JP3473025B2 - Purification method of copper or copper alloy raw material - Google Patents

Description

Description: BACKGROUND OF THE INVENTION 1. Field of the Invention The present invention relates to a method for purifying copper or a copper alloy from a copper raw material containing copper or a copper alloy, and more particularly, to a method for refining Pb, Ni, Sb, S. , Bi, and As, and a method for efficiently removing and purifying copper or copper alloy raw materials containing impurities as at least one of Fe, Sn, and Zn as impurities. [0002] Generally, copper has excellent heat conductivity and electric conductivity, and is widely used in large quantities, including heat exchangers and materials for electric / electronic parts. Since copper has a smaller reserve than iron and the like and is more expensive, from the viewpoint of effective use of resources, used copper or copper alloy scrap or copper or copper alloy scrap generated after processing (hereinafter, referred to as “herein in this specification”) Is simply collected and reused. However, copper scrap contains dissimilar metal materials, solder,
Since a large amount of impure components such as plating and insulators are mixed, the components are ineligible as they are and their use is significantly restricted. Therefore, as a countermeasure for reducing impurities mixed into the copper chips, the copper chips are manually sorted before melting, and then the impurities are removed by performing magnetic separation or the like. However, since this method is dependent on human labor, there is a limitation on the sorting ability and the processing amount, and the like, and further, an impurity component (for example, Pb, Ni, Sb, Pb, Ni, Sb, S, Bi, As or F
e, Sn, Zn, etc.) cannot be removed. For this reason, there has been proposed a dissolving and refining method in which copper scrap is once dissolved and then oxidized or reduced, or a slagging material is added to remove slag of impurity metal components and the like (for example, JP-A-51-133125, JP-B-54).
No.-12409, JP-B-56-43094, JP-A-58-27939, 59
-211541, 59-226131, 61-217538, etc.). [0004] Among them, a method which is considered to be relatively effective is the method disclosed in Japanese Patent Application Laid-Open No. 61-217538.
According to this method, a small amount of phosphorus is added to a copper chip after melting, and an oxidizing treatment is performed to float and separate the impurity metal component together with a part of the phosphorous oxide, and then the molten metal is kept in a highly oxidized state. After oxidizing and removing residual phosphorus, oxygen is removed by a reduction treatment. However, with this method,
Among the impurity elements, Fe, Sn, Zn and the like can be removed relatively efficiently, but Pb, Ni, Sb, S, Bi or A
s is difficult to remove, and there is a problem that a considerable amount of P is mixed into the purified copper.

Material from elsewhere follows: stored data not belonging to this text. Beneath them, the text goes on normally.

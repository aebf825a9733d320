use rand::SeedableRng;
use rand::rngs::StdRng;

use crate::assert_panic;
use crate::nn::DropoutMask;

#[test]
fn test_new_keeps_everything() {
    let mask = DropoutMask::new(0.5, 4);
    assert_eq!(mask.len(), 4);
    assert_eq!(mask.keep_probability(), 0.5);
    assert!((0..4).all(|i| mask[i]));
}

#[test]
fn test_invalid_keep_probability() {
    assert_panic!(DropoutMask::new(0.0, 3));
    assert_panic!(DropoutMask::new(1.5, 3));
}

#[test]
fn test_from_pattern() {
    let mask = DropoutMask::from_pattern(&[true, false, false, true]);
    assert!(mask[0] && !mask[1] && !mask[2] && mask[3]);
    assert_eq!(mask.keep_probability(), 0.5);
}

#[test]
fn test_randomize() {
    let mut rng = StdRng::seed_from_u64(42);
    let mut mask = DropoutMask::new(0.7, 10_000);
    mask.randomize(&mut rng);
    let kept = (0..mask.len()).filter(|&i| mask[i]).count();
    let fraction = kept as f64 / mask.len() as f64;
    assert!((fraction - 0.7).abs() < 0.02, "保留比例为{fraction}");

    // 同一种子得到同样的掩码
    let mut again = DropoutMask::new(0.7, 10_000);
    again.randomize(&mut StdRng::seed_from_u64(42));
    assert_eq!(mask, again);

    // 保留概率为1时全部保留
    let mut full = DropoutMask::new(1.0, 100);
    full.randomize(&mut rng);
    assert!((0..100).all(|i| full[i]));
}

SUMMARY OF THE INVENTION The present invention has been made in view of the above circumstances, and has as its object to provide a raw material containing copper or copper alloy scrap or a refining process called a blister. In dissolving and refining the previous copper raw material, one or more of Pb, Ni, Sb, S, Bi and As contained in the copper raw material and one or more of Sn, Fe and Zn are efficiently separated and removed. It is an object of the present invention to provide a purification method capable of recovering high-quality copper in a high yield. [0006] The structure of the refining method according to the present invention consists of a copper containing at least one of Sn, Fe and Zn together with at least one of Pb, Ni, Sb, S, Bi and As. Alternatively, in refining the copper alloy raw material, Step 1: dissolving the copper or copper alloy raw material, Step 2a: oxidizing Sn, Fe, Zn in the molten metal by increasing the oxygen concentration in the molten metal to form a slag. Step 2b: adding at least one selected from the group consisting of Fe, Fe oxide, Mn, and Mn oxide to the molten metal, and converting Pb, Ni, Sb, S, Bi, As in the molten metal to Fe and And / or a step of forming a slag as a composite oxide of Mn, Step 3: heating the generated slag to 1225 to 1400 ° C,
The gist is that the step of removing the copper oxide in the slag as copper into the molten metal and then removing the slag, the step 4: the step of reducing the molten metal, is sequentially performed. [0008] When copper scraps and the like are used as a melting raw material,
Pb, Ni, and S are the main elements that cause component failure.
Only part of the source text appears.